How Our College Football Model Works

Our College Football Playoff model is active again, and it’s the most robust it’s ever been, with more features on the way. Here’s how it works:

CFP Formula

The model’s greatest strength is its CFP Rankings formula, which predicts where the College Football Playoff committee will rank teams. We built this three years ago using past rankings, and we built it in a way where it never missed a playoff team in end-of-season backtesting over the Playoff’s first five years. It’s never missed a playoff team since, either, making it a perfect eight-for-eight on seasons and 32-for-32 on teams. That isn’t to guarantee it’ll perform perfectly—we’ll get to the margin of error—but it has a beat on what matters to the committee, and it even worked in 2020, a wacky season.

What matters to the committee, then? Well, we don’t claim that these are the metrics the committee uses (they aren’t), but we have six sets of metrics which reflect what does seem to matter to the committee. The six:

Wins/Losses/Win Percentage

This one is simple. Wins, losses, and win percentage are each factors in the equation.

Adjusted Point Differential

This one is not as simple. This is our approximation of advanced ratings of teams, Vegas odds, the dreaded eye test, etc.—the how-good-are-they pieces of the implicit equation. Speaking more exactly, it’s our measure of how thoroughly a team has beaten its opponents relative to how those opponents played against the rest of their respective schedules. Blowing out a team that always gets blown out doesn’t get you much here. Beating a team narrowly that normally gets blown out hurts you. Blowing out a team that normally gets beaten narrowly helps a lot. Is this a fair representation of how good teams are? No. But it tracks decently well with fair representations, and it seems to mirror the committee’s evaluation rather well.

One note on this: FCS opponents are treated as a uniform entity right now for these purposes, with the same average point differential (-31) every year.

Power Five/Group of Five Status

Adjusted Point Differential, described above, does mirror the committee’s evaluation rather well, but it has one significant flaw: It overranks Group of Five powers. This makes sense: Teams that are blowing out MAC bottom-feeders aren’t as impressive as teams that are blowing out Big Ten bottom-feeders, but because APD measures a team’s performance relative to the performance of the rest of their opponents’ schedules, it can cast the two in a similar light. To correct for this, we issue a standard Group of Five discount on all schools that aren’t either members of a Power Five conference or Notre Dame/BYU* (*this year—BYU has gotten the Group of Five discount in the past, but the committee didn’t seem to give it that discount last year and BYU’s schedule is Power Five-heavy, which lines up).

Is this perfectly fair? No. But neither is the committee.
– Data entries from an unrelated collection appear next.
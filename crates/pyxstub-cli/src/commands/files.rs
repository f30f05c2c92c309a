//! Source file collection.

use std::path::{Path, PathBuf};

use anyhow::Context;
use glob::Pattern;
use pyxstub_engine::StubConfig;

/// Collect every `.pyx` file under `root`, sorted, skipping hidden
/// directories and paths matched by the config's exclude patterns.
pub fn collect_pyx_files(root: &Path, config: &StubConfig) -> anyhow::Result<Vec<PathBuf>> {
    let exclude = config.exclude_patterns()?;
    let mut files = Vec::new();
    collect_pyx_in_dir(root, root, &exclude, &mut files)?;
    files.sort();
    Ok(files)
}

fn collect_pyx_in_dir(
    root: &Path,
    dir: &Path,
    exclude: &[Pattern],
    files: &mut Vec<PathBuf>,
) -> anyhow::Result<()> {
    let entries = std::fs::read_dir(dir).with_context(|| format!("cannot read {}", dir.display()))?;
    for entry in entries {
        let entry = entry?;
        let path = entry.path();
        let relative = path.strip_prefix(root).unwrap_or(&path);
        if exclude.iter().any(|pattern| pattern.matches_path(relative)) {
            tracing::debug!(path = %relative.display(), "excluded");
            continue;
        }

        if path.is_dir() {
            let name = entry.file_name();
            let name = name.to_string_lossy();
            if name.starts_with('.') || name == "__pycache__" {
                continue;
            }
            collect_pyx_in_dir(root, &path, exclude, files)?;
        } else if path.extension().and_then(|e| e.to_str()) == Some("pyx") {
            files.push(path);
        }
    }
    Ok(())
}

/// Where the stub of `source` is written.
pub fn stub_path(source: &Path) -> PathBuf {
    source.with_extension("pyi")
}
Power Five Conference Champion Status

The committee values conference championships. We issue a bonus for winning one, so long as it’s the championship of a Power Five conference.
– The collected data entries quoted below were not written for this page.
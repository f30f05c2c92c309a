//! Cython source parser.
//!
//! Lexical analysis (indentation-aware tokenization) and a shallow
//! declaration parser that turns a `.pyx` module into a [`SourceModule`].
//!
//! # Example
//!
//! ```ignore
//! use pyxstub_engine::parser::parse_module;
//!
//! let module = parse_module("cpdef int f(int x):\n    return x\n")?;
//! for stmt in &module.body {
//!     println!("{:?}", stmt);
//! }
//! ```

pub mod ast;
pub mod lexer;
pub mod parser;
pub mod token;

pub use ast::{SourceModule, Stmt};
pub use lexer::{LexError, Lexer};
pub use parser::{ParseError, ParseFailure, Parser};
pub use token::{Span, Token};

/// Tokenize and parse a whole module.
///
/// Fails only if the source cannot be tokenized; statement-level syntax
/// errors are recovered into opaque nodes.
pub fn parse_module(source: &str) -> Result<SourceModule, ParseFailure> {
    let parser = Parser::new(source).map_err(ParseFailure::from_lex_errors)?;
    Ok(parser.parse())
}
//! pyxstub command-line tool
//!
//! Generates `.pyi` stubs next to the `.pyx` modules of a Cython package.

use std::path::PathBuf;

use clap::{Parser, Subcommand, ValueEnum};
use tracing_subscriber::EnvFilter;

mod commands;
mod output;

use commands::generate::{self, GenerateOptions};

#[derive(Parser)]
#[command(name = "pyxstub")]
#[command(about = "Generate Python stub files for Cython packages", long_about = None)]
#[command(version)]
struct Cli {
    /// Increase log verbosity (-v info, -vv debug, -vvv trace)
    #[arg(short, long, action = clap::ArgAction::Count, global = true)]
    verbose: u8,

    #[command(subcommand)]
    command: Commands,
}

#[derive(Subcommand)]
enum Commands {
    /// Generate stubs for every module of a package
    Generate {
        /// Package root directory
        package_dir: PathBuf,
        /// Configuration file (defaults to pyxstub.toml in the package root)
        #[arg(short, long)]
        config: Option<PathBuf>,
        /// Diagnostic output format
        #[arg(long, value_enum, default_value_t = Format::Pretty)]
        format: Format,
        /// When to use colors
        #[arg(long, value_parser = ["auto", "always", "never"])]
        color: Option<String>,
        /// Print stubs instead of writing them
        #[arg(long)]
        dry_run: bool,
    },
}

#[derive(Debug, Clone, Copy, PartialEq, Eq, ValueEnum)]
pub enum Format {
    Pretty,
    Json,
}

fn main() -> anyhow::Result<()> {
    let cli = Cli::parse();

    let filter = match cli.verbose {
        0 => EnvFilter::new("warn"),
        1 => EnvFilter::new("info"),
        2 => EnvFilter::new("debug"),
        _ => EnvFilter::new("trace"),
    };
    tracing_subscriber::fmt()
        .with_env_filter(filter)
        .with_target(false)
        .with_writer(std::io::stderr)
        .init();

    match cli.command {
        Commands::Generate {
            package_dir,
            config,
            format,
            color,
            dry_run,
        } => {
            let succeeded = generate::execute(GenerateOptions {
                package_dir,
                config,
                format,
                color,
                dry_run,
            })?;
            if !succeeded {
                std::process::exit(1);
            }
        }
    }

    Ok(())
}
Three Best Wins/Three Worst Losses

After the first four components, we have a baseline score assigned to each team. We want to know more about résumé, though, and we want to specifically know about the fringes of the résumé, which receive disproportionate attention. So, we score each win and loss based on the quality of opponent; location of the game (home/away/neutral); and margin, with diminishing returns as margin increases (the difference between 7 and 14 is greater than the difference between 21 and 28). Each team’s three best wins are incorporated into that team’s score, as are each team’s worst three losses. If a team has fewer than three wins, or fewer than three losses, a zero goes into the relevant place or places in the formula (all wins are positive, all losses are negative).

One note on this, which rarely matters: FCS opponents are again treated as that uniform entity described above.

FPA (Forgiveness/Punishment Adjustment)

Finally, we have our sixth variable: FPA. FPA measures how much love or hate a team is getting from the committee. It’s adjusted every week following the release of rankings, and that adjustment is made in such a way as to 1) align our model’s rankings with those of the committee and 2) keep that aligned ranking still as close to historical precedent as possible. With one exception, FPA is always input as a reaction to the committee’s rankings. With one exception, FPA is zero-sum—any point of FPA given to one team must be taken away from another team. With no exceptions, FPA is always kept to the smallest absolute value possible*, meaning we put as little of it in each week as we can while still getting the rankings to align. Once it’s in there, it stays in there until it’s shown to change (or a team falls out of the rankings, in which case we wipe it clean).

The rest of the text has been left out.